====== Automated /dev/shm cleanup ======
Historically, //shared memory// was an IPC facility whereby one process could mark memory segments as being shared, and other processes on the same machine could map those segments into their memory space. Segments had a //key// that identified them, and the key had to be shared to dependent processes that wanted to map the segment. This was often accomplished by:
- master process sets up shared segments and exports an environment variable identifying the key(s)
- master process forks slave processes
- each slave process consults the appropriate environment variable for shared memory key(s)
- each slave maps the necessary shared segments into its memory space
When a program like this crashes, it often leaves its shared segments orphaned:
$ ipcs -m
------ Shared Memory Segments --------
key shmid owner perms bytes nattch status
0x00000000 45350912 frey 700 8388608 0
0x00000000 45383681 frey 700 8388608 0
0x00000000 45416450 frey 700 8388608 1
Behavior of such programs varies: it is possible for the master process to create and attach the segment(s) and immediately mark them for destruction, in which case when all processes that attach the segment exit it will immediately be recovered.
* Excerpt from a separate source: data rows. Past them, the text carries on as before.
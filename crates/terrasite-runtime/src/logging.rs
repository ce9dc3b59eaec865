#![forbid(unsafe_code)]

//! Log subscriber installation for native hosts.
//!
//! The runtime itself only emits `tracing` events. Embedders that want them
//! printed call [`init`] once at startup. `RUST_LOG` overrides the filter
//! passed in.

use tracing_subscriber::EnvFilter;

/// Errors from [`init`].
#[derive(Debug)]
pub enum LoggingError {
    /// The filter directive did not parse.
    Filter(tracing_subscriber::filter::ParseError),
    /// A global subscriber is already installed.
    AlreadyInstalled(String),
}

impl std::fmt::Display for LoggingError {
    fn fmt(&self, f: &mut std::fmt::Formatter<'_>) -> std::fmt::Result {
        match self {
            Self::Filter(e) => write!(f, "invalid log filter: {e}"),
            Self::AlreadyInstalled(msg) => write!(f, "log subscriber already installed: {msg}"),
        }
    }
}

impl std::error::Error for LoggingError {
    fn source(&self) -> Option<&(dyn std::error::Error + 'static)> {
        match self {
            Self::Filter(e) => Some(e),
            Self::AlreadyInstalled(_) => None,
        }
    }
}

/// Build the filter: `RUST_LOG` if set and valid, otherwise `default`.
pub fn env_filter(default: &str) -> Result<EnvFilter, LoggingError> {
    match EnvFilter::try_from_default_env() {
        Ok(filter) => Ok(filter),
        Err(_) => EnvFilter::try_new(default).map_err(LoggingError::Filter),
    }
}

/// Install a global fmt subscriber.
///
/// With the `logging-json` feature, events are written as JSON lines.
pub fn init(default_filter: &str) -> Result<(), LoggingError> {
    let filter = env_filter(default_filter)?;
    let builder = tracing_subscriber::fmt()
        .with_env_filter(filter)
        .with_target(true);

    #[cfg(feature = "logging-json")]
    let result = builder.json().try_init();
    #[cfg(not(feature = "logging-json"))]
    let result = builder.try_init();

    result.map_err(|e| LoggingError::AlreadyInstalled(e.to_string()))?;
    tracing::debug!(filter = default_filter, "terrasite logging initialized");
    Ok(())
}

#[cfg(test)]
mod tests {
    use super::*;

    #[test]
    fn bad_directive_is_rejected() {
        if std::env::var_os("RUST_LOG").is_some() {
            return;
        }
        assert!(matches!(
            env_filter("terrasite=notalevel"),
            Err(LoggingError::Filter(_))
        ));
    }

    #[test]
    fn second_init_fails() {
        let first = init("terrasite=debug");
        let second = init("terrasite=debug");
        assert!(first.is_ok() || matches!(first, Err(LoggingError::AlreadyInstalled(_))));
        assert!(matches!(second, Err(LoggingError::AlreadyInstalled(_))));
    }
}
This may not necessarily be appropriate in all cases, though, so a segment with an attachment count of zero is not necessarily orphaned. This negates any automated cleanup of segments with zero attachments. Instead, a user with access to the segment or someone with root privileges must manually remove the memory segments:
$ ipcrm --shmem-id 45350912 --shmem-id 45383681
With the advent of the memory-backed Linux ''tmpfs'', it became possible to implement a mechanism similar to IPC shared memory using files:
* a POSIX shared memory segment is backed by a file in ''/dev/shm''
* the backing file has standard Unix filesystem permissions applied to it
* the backing file can be mmap'ed by any process with access to the file
* the segment can be examined or removed using standard filesystem tools
Unlike IPC segments, POSIX segments cannot be marked for destruction when no longer attached to a process. When any program that creates POSIX segments crashes, it leaves behind files in ''/dev/shm''.
===== Cleaning-up =====
On our clusters a lot of Open MPI jobs run. When they crash, the vader BTL leaves behind orphaned POSIX shared memory segments. With Omni-Path PSM2, that BTL also creates POSIX shared memory segments. In both cases, the segments have no useful life beyond the run of the Open MPI program. This yields simple criteria for determining when the segments can be removed. For any PSM2 or vader segment file:
* create/modify/access timestamp must be very new (e.g. within the last hour),
* OR the file must be actively in-use by at least one process on the system
For arbitrary POSIX segment files, the same criteria with a longer timespan (perhaps 1 day) would target segments that can be purged.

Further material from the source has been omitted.